--- INPUT MATERIAL ---

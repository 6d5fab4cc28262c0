use std::fmt;
use std::path::PathBuf;
use std::str::FromStr;
use std::time::Duration;

use crate::catalog::{Catalog, CatalogError};
use crate::engine::RetryPolicy;

/// Backing store for reservations.
#[derive(Debug, Clone, Copy, PartialEq, Eq)]
pub enum StoreKind {
    /// WAL-backed, survives restarts.
    Wal,
    /// Process memory only.
    Memory,
}

impl FromStr for StoreKind {
    type Err = ();

    fn from_str(s: &str) -> Result<Self, ()> {
        match s.to_ascii_lowercase().as_str() {
            "wal" => Ok(StoreKind::Wal),
            "memory" => Ok(StoreKind::Memory),
            _ => Err(()),
        }
    }
}

/// Server settings, read once from `SEATD_*` environment variables.
#[derive(Debug, Clone)]
pub struct Config {
    pub bind: String,
    pub port: u16,
    pub store: StoreKind,
    pub data_dir: PathBuf,
    pub catalog: Catalog,
    pub retry: RetryPolicy,
    pub max_connections: usize,
    pub compact_threshold: u64,
    pub metrics_port: Option<u16>,
}

#[derive(Debug)]
pub enum ConfigError {
    Invalid { var: &'static str, value: String },
    Tables(CatalogError),
}

impl fmt::Display for ConfigError {
    fn fmt(&self, f: &mut fmt::Formatter<'_>) -> fmt::Result {
        match self {
            ConfigError::Invalid { var, value } => write!(f, "invalid {var}: {value:?}"),
            ConfigError::Tables(e) => write!(f, "invalid SEATD_TABLES: {e}"),
        }
    }
}

impl std::error::Error for ConfigError {
    fn source(&self) -> Option<&(dyn std::error::Error + 'static)> {
        match self {
            ConfigError::Tables(e) => Some(e),
            ConfigError::Invalid { .. } => None,
        }
    }
}

impl Config {
    pub const WAL_FILE: &'static str = "reservations.wal";

    pub fn from_env() -> Result<Self, ConfigError> {
        Self::from_lookup(|key| std::env::var(key).ok())
    }

    /// Build from any key lookup. Unset keys take their defaults; set
    /// but unparseable keys are errors.
    pub fn from_lookup<F>(lookup: F) -> Result<Self, ConfigError>
    where
        F: Fn(&str) -> Option<String>,
    {
        let catalog = match lookup("SEATD_TABLES") {
            Some(text) => Catalog::parse(&text).map_err(ConfigError::Tables)?,
            None => Catalog::restaurant_default(),
        };
        let max_attempts: u32 = parsed(&lookup, "SEATD_MAX_ATTEMPTS", 3)?;
        if max_attempts == 0 {
            return Err(ConfigError::Invalid {
                var: "SEATD_MAX_ATTEMPTS",
                value: "0".into(),
            });
        }
        let backoff_ms: u64 = parsed(&lookup, "SEATD_RETRY_BACKOFF_MS", 0)?;

        Ok(Self {
            bind: lookup("SEATD_BIND").unwrap_or_else(|| "0.0.0.0".into()),
            port: parsed(&lookup, "SEATD_PORT", 5434)?,
            store: parsed(&lookup, "SEATD_STORE", StoreKind::Wal)?,
            data_dir: lookup("SEATD_DATA_DIR")
                .map(PathBuf::from)
                .unwrap_or_else(|| PathBuf::from("./data")),
            catalog,
            retry: RetryPolicy::new(max_attempts, Duration::from_millis(backoff_ms)),
            max_connections: parsed(&lookup, "SEATD_MAX_CONNECTIONS", 256)?,
            compact_threshold: parsed(&lookup, "SEATD_COMPACT_THRESHOLD", 1000)?,
            metrics_port: match lookup("SEATD_METRICS_PORT") {
                Some(value) => Some(parse_value("SEATD_METRICS_PORT", value)?),
                None => None,
            },
        })
    }

    pub fn listen_addr(&self) -> String {
        format!("{}:{}", self.bind, self.port)
    }

    pub fn wal_path(&self) -> PathBuf {
        self.data_dir.join(Self::WAL_FILE)
    }
}

fn parsed<F, T>(lookup: &F, var: &'static str, default: T) -> Result<T, ConfigError>
where
    F: Fn(&str) -> Option<String>,
    T: FromStr,
{
    match lookup(var) {
        Some(value) => parse_value(var, value),
        None => Ok(default),
    }
}

fn parse_value<T: FromStr>(var: &'static str, value: String) -> Result<T, ConfigError> {
    value
        .trim()
        .parse()
        .map_err(|_| ConfigError::Invalid { var, value })
}
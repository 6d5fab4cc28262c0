use std::collections::HashSet;
use std::net::SocketAddr;
use std::path::PathBuf;
use std::sync::Arc;

use tokio::net::TcpListener;
use tokio_postgres::{Config, NoTls, SimpleQueryMessage, SimpleQueryRow};
use ulid::Ulid;

use seatd::catalog::Catalog;
use seatd::engine::Engine;
use seatd::store::{AllocationStore, InMemoryStore, WalStore};
use seatd::wire::{self, SeatdFactory};

// ── Test infrastructure ──────────────────────────────────────

async fn start_server(store: Arc<dyn AllocationStore>) -> SocketAddr {
    let listener = TcpListener::bind("127.0.0.1:0").await.unwrap();
    let addr = listener.local_addr().unwrap();

    let engine = Arc::new(Engine::new(Arc::new(Catalog::restaurant_default()), store));
    let factory = Arc::new(SeatdFactory::new(engine));
    tokio::spawn(async move {
        loop {
            let (socket, _) = match listener.accept().await {
                Ok(conn) => conn,
                Err(_) => break,
            };
            let factory = factory.clone();
            tokio::spawn(async move {
                let _ = wire::process_connection(socket, factory).await;
            });
        }
    });
    addr
}

async fn start_memory_server() -> SocketAddr {
    start_server(Arc::new(InMemoryStore::new())).await
}

fn temp_wal(name: &str) -> PathBuf {
    let dir = std::env::temp_dir().join(format!("seatd_int_test_{}", Ulid::new()));
    std::fs::create_dir_all(&dir).unwrap();
    dir.join(name)
}

async fn connect(addr: SocketAddr) -> tokio_postgres::Client {
    let mut config = Config::new();
    config
        .host(addr.ip().to_string())
        .port(addr.port())
        .dbname("seatd")
        .user("seatd");

    let (client, connection) = config.connect(NoTls).await.unwrap();
    tokio::spawn(async move {
        let _ = connection.await;
    });
    client
}

async fn rows(client: &tokio_postgres::Client, sql: &str) -> Vec<SimpleQueryRow> {
    client
        .simple_query(sql)
        .await
        .unwrap()
        .into_iter()
        .filter_map(|msg| match msg {
            SimpleQueryMessage::Row(row) => Some(row),
            _ => None,
        })
        .collect()
}

fn col(row: &SimpleQueryRow, name: &str) -> String {
    row.get(name).unwrap_or("").to_string()
}

// ── Tests ────────────────────────────────────────────────────

#[tokio::test]
async fn reserve_best_fit_over_the_wire() {
    let addr = start_memory_server().await;
    let client = connect(addr).await;

    let result = rows(&client, "INSERT INTO reservations (slot, size) VALUES (19, 2)").await;
    assert_eq!(result.len(), 1);
    assert_eq!(col(&result[0], "status"), "reserved");
    assert_eq!(col(&result[0], "table_id"), "Banana");
    assert_eq!(col(&result[0], "slot"), "19");
    assert!(Ulid::from_string(&col(&result[0], "id")).is_ok());

    let listed = rows(&client, "SELECT * FROM reservations").await;
    assert_eq!(listed.len(), 1);
    assert_eq!(col(&listed[0], "id"), col(&result[0], "id"));
    assert_eq!(col(&listed[0], "size"), "2");
}

#[tokio::test]
async fn batch_reports_every_request() {
    let addr = start_memory_server().await;
    let client = connect(addr).await;

    let result = rows(
        &client,
        "INSERT INTO reservations (slot, size) VALUES (12, 4), (12, 4), (12, 0), (12, 1)",
    )
    .await;
    let statuses: Vec<_> = result.iter().map(|r| col(r, "status")).collect();
    // One row per VALUES tuple, in request order.
    assert_eq!(statuses, ["reserved", "no_capacity", "rejected", "reserved"]);
    assert_eq!(col(&result[0], "table_id"), "Date");
    assert_eq!(result[1].get("id"), None);
    assert_eq!(col(&result[1], "size"), "4");
    assert_eq!(result[2].get("table_id"), None);
    assert_eq!(col(&result[2], "size"), "0");
    assert_eq!(col(&result[3], "table_id"), "Apple");
    assert_eq!(col(&result[3], "size"), "1");
}

#[tokio::test]
async fn late_slot_is_free_and_reservable() {
    let addr = start_memory_server().await;
    let client = connect(addr).await;

    let free = rows(&client, "SELECT * FROM free_tables WHERE slot = 30").await;
    assert_eq!(free.len(), 4);

    let result = rows(
        &client,
        "INSERT INTO reservations (slot, size) VALUES (30, 1), (30, 5)",
    )
    .await;
    assert_eq!(col(&result[0], "status"), "reserved");
    assert_eq!(col(&result[0], "table_id"), "Apple");
    assert_eq!(col(&result[0], "slot"), "30");
    // Larger than every table is a capacity answer, not a rejection.
    assert_eq!(col(&result[1], "status"), "no_capacity");

    let free = rows(&client, "SELECT * FROM free_tables WHERE slot = 30").await;
    let free_ids: Vec<_> = free.iter().map(|r| col(r, "table_id")).collect();
    assert_eq!(free_ids, ["Banana", "Cherry", "Date"]);
}

#[tokio::test]
async fn free_tables_and_catalog() {
    let addr = start_memory_server().await;
    let client = connect(addr).await;

    let tables = rows(&client, "SELECT * FROM tables").await;
    let ids: Vec<_> = tables.iter().map(|r| col(r, "table_id")).collect();
    assert_eq!(ids, ["Apple", "Banana", "Cherry", "Date"]);

    rows(&client, "INSERT INTO reservations (slot, size) VALUES (8, 3)").await;
    let free = rows(&client, "SELECT * FROM free_tables WHERE slot = 8").await;
    let free_ids: Vec<_> = free.iter().map(|r| col(r, "table_id")).collect();
    assert_eq!(free_ids, ["Apple", "Banana", "Date"]);
    assert_eq!(col(&free[2], "capacity"), "4");

    let other = rows(&client, "SELECT * FROM free_tables WHERE slot = 9").await;
    assert_eq!(other.len(), 4);
}

#[tokio::test]
async fn cancel_reports_row_count() {
    let addr = start_memory_server().await;
    let client = connect(addr).await;

    let result = rows(&client, "INSERT INTO reservations (slot, size) VALUES (20, 1)").await;
    let id = col(&result[0], "id");

    let removed = client
        .execute("DELETE FROM reservations WHERE id = $1", &[&id.as_str()])
        .await
        .unwrap();
    assert_eq!(removed, 1);
    let again = client
        .execute("DELETE FROM reservations WHERE id = $1", &[&id.as_str()])
        .await
        .unwrap();
    assert_eq!(again, 0);

    assert!(rows(&client, "SELECT * FROM reservations").await.is_empty());
}

#[tokio::test]
async fn bad_statements_are_errors() {
    let addr = start_memory_server().await;
    let client = connect(addr).await;

    for sql in [
        "SELECT * FROM bookings",
        "DELETE FROM reservations WHERE id = 'not-a-ulid'",
        "INSERT INTO reservations (slot, size) VALUES (1, -1)",
        "SELECT * FROM free_tables",
    ] {
        let err = client.simple_query(sql).await.unwrap_err();
        let code = err.code().map(|c| c.code().to_string());
        assert_eq!(code.as_deref(), Some("42601"), "{sql}: {err}");
    }

    // The connection survives errors.
    assert_eq!(rows(&client, "SELECT * FROM tables").await.len(), 4);
}

#[tokio::test(flavor = "multi_thread", worker_threads = 4)]
async fn concurrent_clients_never_share_a_table() {
    let addr = start_memory_server().await;

    let mut handles = Vec::new();
    for _ in 0..8 {
        handles.push(tokio::spawn(async move {
            let client = connect(addr).await;
            let result = rows(
                &client,
                "INSERT INTO reservations (slot, size) VALUES (18, 1)",
            )
            .await;
            col(&result[0], "table_id")
        }));
    }
    let mut won = Vec::new();
    for h in handles {
        let table = h.await.unwrap();
        if !table.is_empty() {
            won.push(table);
        }
    }

    assert!(won.len() <= 4);
    let unique: HashSet<_> = won.iter().collect();
    assert_eq!(unique.len(), won.len());

    let client = connect(addr).await;
    assert_eq!(rows(&client, "SELECT * FROM reservations").await.len(), won.len());
}

#[tokio::test]
async fn wal_store_survives_restart() {
    let path = temp_wal("reservations.wal");

    let kept = {
        let addr = start_server(Arc::new(WalStore::open(&path).unwrap())).await;
        let client = connect(addr).await;
        let result = rows(
            &client,
            "INSERT INTO reservations (slot, size) VALUES (7, 2), (7, 2)",
        )
        .await;
        let dropped = col(&result[1], "id");
        client
            .simple_query(&format!("DELETE FROM reservations WHERE id = '{dropped}'"))
            .await
            .unwrap();
        col(&result[0], "id")
    };

    let store = WalStore::open(&path).unwrap();
    let records = store.scan_all().await.unwrap();
    assert_eq!(records.len(), 1);
    assert_eq!(records[0].id.to_string(), kept);
    assert_eq!(records[0].resource_id, "Banana");
}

---

# [TASK ITEM]
Could you return all lines from the records that include the word "enum"?

# [EXPECTED ANSWER]
pub enum StoreKind {
pub enum ConfigError {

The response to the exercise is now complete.